Thank you for your questions. Plast-aid is an acrylic (PMMA) based thermoplastic material. The chemical resistance is dependent in part at what temperature you intend to use it. There are various chemical compatibility charts published on the internet that you can refer to for different chemicals. One of the charts I just referred to indicates acrylic (PMMA) has a rating in this chart as "A = Excellent" chemical resistance to carbonated water at 20 deg C (68 deg F) and a "C = Fair - Moderate Effect, not recommended" at 50 deg C (122 deg F). Your second question: Plast-aid (after its mixed and in a final cured state) is safely used on pipes intended for water consumption. Hope that helps.
Thank You
Seems perfect for my leak issue because the PVC goes into the cement so I can't cut out the leak and replace the PVC easily. I need to fill the hole my weedeater cut into it. I assume this isn't usable for PVC leaks routing potable water however?
So sorry for the very late reply! Plast-aid is acrylic based and is good for potable water.
How often can you pick up and revolve the leaking pipe? I want something to use on a pvc drain running close (1-2 inch gap) to a wall and floor.
Thank you for your question. The pipe does not have to be revolved at all in order for Plast-aid to chemically fuse to the surface. Plast-aid starts out very wet and drippy when it is first applied. Turning the pipe tends to help manage the spreading/dripping effect while Plast-aid is thickening. You can apply Plast-aid to a part that is not moving, but it may be helpful to use a "tool" such as the mix-stick to keep the "runnyness" under control as Plast-aid thickens and ultimately hardens. Always mix Plast-aid so the initial consistency is wet and drippy - much like pancake batter. When you want Plast-aid to chemically fuse to a part, always apply Plast-aid when the consistency is wet and drippy - shortly after you mix it. If you wait to apply it when Plast-aid is more clay or putty like, most of the liquid has already become chemically satisfied as it chemically fuses to itself and little is left to fuse to your part. Hope that helps.

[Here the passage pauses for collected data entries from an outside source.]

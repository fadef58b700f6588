mod fanout;
mod handler;
mod sensor;

pub use fanout::{FanOutSummary, ProfileFanOut};
pub use handler::MonitorHandler;
pub use sensor::{summarize_readings, AnalysisPipeline, SensorOutcome};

Will this work on a spa joint that is dripping slightly, about a drip every 30sec-1min, or should it be drained?
Sorry for the late reply! Dripping slightly is fine. If the pressure from the leak is high enough that Plast-aid keeps getting pushed away, you may have to drain enough water to lessen the pressure. It should be fine though. You may just need to work it as Plast-aid is thickening to make sure you are not developing a water pocket.
-why demo this the way you aren't going to be able to use it.

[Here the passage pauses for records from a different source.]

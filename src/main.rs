use anyhow::{Context, Result};
use chrono::{DateTime, Utc};
use clap::Parser;
use sensor_monitor::services::dispatch::{DispatchUnit, MemoryUnitQueue, PgUnitQueue, UnitQueue};
use sensor_monitor::services::scheduler::Scheduler;
use sensor_monitor::{cli, config, db, state};
use std::sync::Arc;
use tokio_util::sync::CancellationToken;

async fn shutdown_signal() {
    let ctrl_c = async {
        if let Err(err) = tokio::signal::ctrl_c().await {
            tracing::warn!(error = %err, "failed to listen for ctrl-c");
            std::future::pending::<()>().await;
        }
    };

    #[cfg(unix)]
    let terminate = async {
        match tokio::signal::unix::signal(tokio::signal::unix::SignalKind::terminate()) {
            Ok(mut signal) => {
                signal.recv().await;
            }
            Err(err) => {
                tracing::warn!(error = %err, "failed to listen for SIGTERM");
                std::future::pending::<()>().await;
            }
        }
    };

    #[cfg(not(unix))]
    let terminate = std::future::pending::<()>();

    tokio::select! {
        _ = ctrl_c => {}
        _ = terminate => {}
    }
}

#[tokio::main]
async fn main() -> Result<()> {
    let args = cli::Args::parse();

    tracing_subscriber::fmt()
        .with_env_filter(
            tracing_subscriber::EnvFilter::try_from_default_env()
                .unwrap_or_else(|_| tracing_subscriber::EnvFilter::new("info")),
        )
        .init();

    let config = config::MonitorConfig::from_env()?;
    let pool = db::connect_lazy(&config.database_url, config.db_max_connections)?;
    if args.ensure_schema {
        db::ensure_dispatch_schema(&pool).await?;
        tracing::info!("dispatch schema ensured");
    }
    let services = state::MonitorServices::build(config.clone(), pool.clone())?;

    if let Some(profile) = args.run_profile {
        let queue: Arc<dyn UnitQueue> = if args.inline {
            Arc::new(MemoryUnitQueue::new())
        } else {
            Arc::new(PgUnitQueue::new(pool.clone()))
        };
        let dispatcher = services.dispatcher(queue);
        let now = Utc::now();
        let scheduled_for = DateTime::from_timestamp(now.timestamp(), 0).unwrap_or(now);
        let unit = DispatchUnit::RunProfile {
            profile,
            scheduled_for,
            run_date: config.schedule_zone()?.run_date(scheduled_for),
        };
        let outcome = dispatcher
            .client()
            .enqueue(&unit)
            .await
            .context("failed to enqueue manual profile run")?;
        tracing::info!(
            profile = %profile,
            unit_id = %outcome.id,
            created = outcome.created,
            "manual profile run enqueued"
        );
        if args.inline {
            let summary = dispatcher.drain().await?;
            tracing::info!(
                completed = summary.completed,
                retried = summary.retried,
                failed = summary.failed,
                "inline run finished"
            );
        }
        return Ok(());
    }

    let cancel = CancellationToken::new();
    let queue: Arc<dyn UnitQueue> = Arc::new(PgUnitQueue::new(pool.clone()));
    let mut tasks = Vec::new();
    if args.role.runs_worker() {
        tasks.push(services.dispatcher(queue.clone()).start(cancel.clone()));
    }
    if args.role.runs_scheduler() {
        let scheduler = Scheduler::from_config(services.client(queue.clone()), &config)?;
        tasks.push(scheduler.start(cancel.clone()));
    }

    shutdown_signal().await;
    tracing::info!("shutdown requested");
    cancel.cancel();
    for task in tasks {
        if let Err(err) = task.await {
            tracing::warn!(error = %err, "background task ended abnormally");
        }
    }
    pool.close().await;
    Ok(())
}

I have a pond filter made from polyethylene will your product work to make a repair on the unit. It's a Cetus Sieve if your familiar. Thanks
Hi Jim - Plast-aid will not chemically fuse to polyethylene. That is what the mix cup is made of so it can be reused.
PlastaidCorporation Awesome!
nice
Does plast-aid attach to the pvc glue that has oozed out of joint?
Hi Mike - Plast-aid will chemically bond to PVC glue as long as it has completely dried.
This is not convenient on a stationary pipe if it needs to be rotated constantly,I see this a lot on a sales pitch and doesn’t represent normal repairs,bench repairs is nothing more than selling a product.
J
Sweet lord it took long enough to o keep moving the product around, clean the stir stick, mix cup, and clean up the work area. Could have done a time lapse or just stop filming for 15 minutes.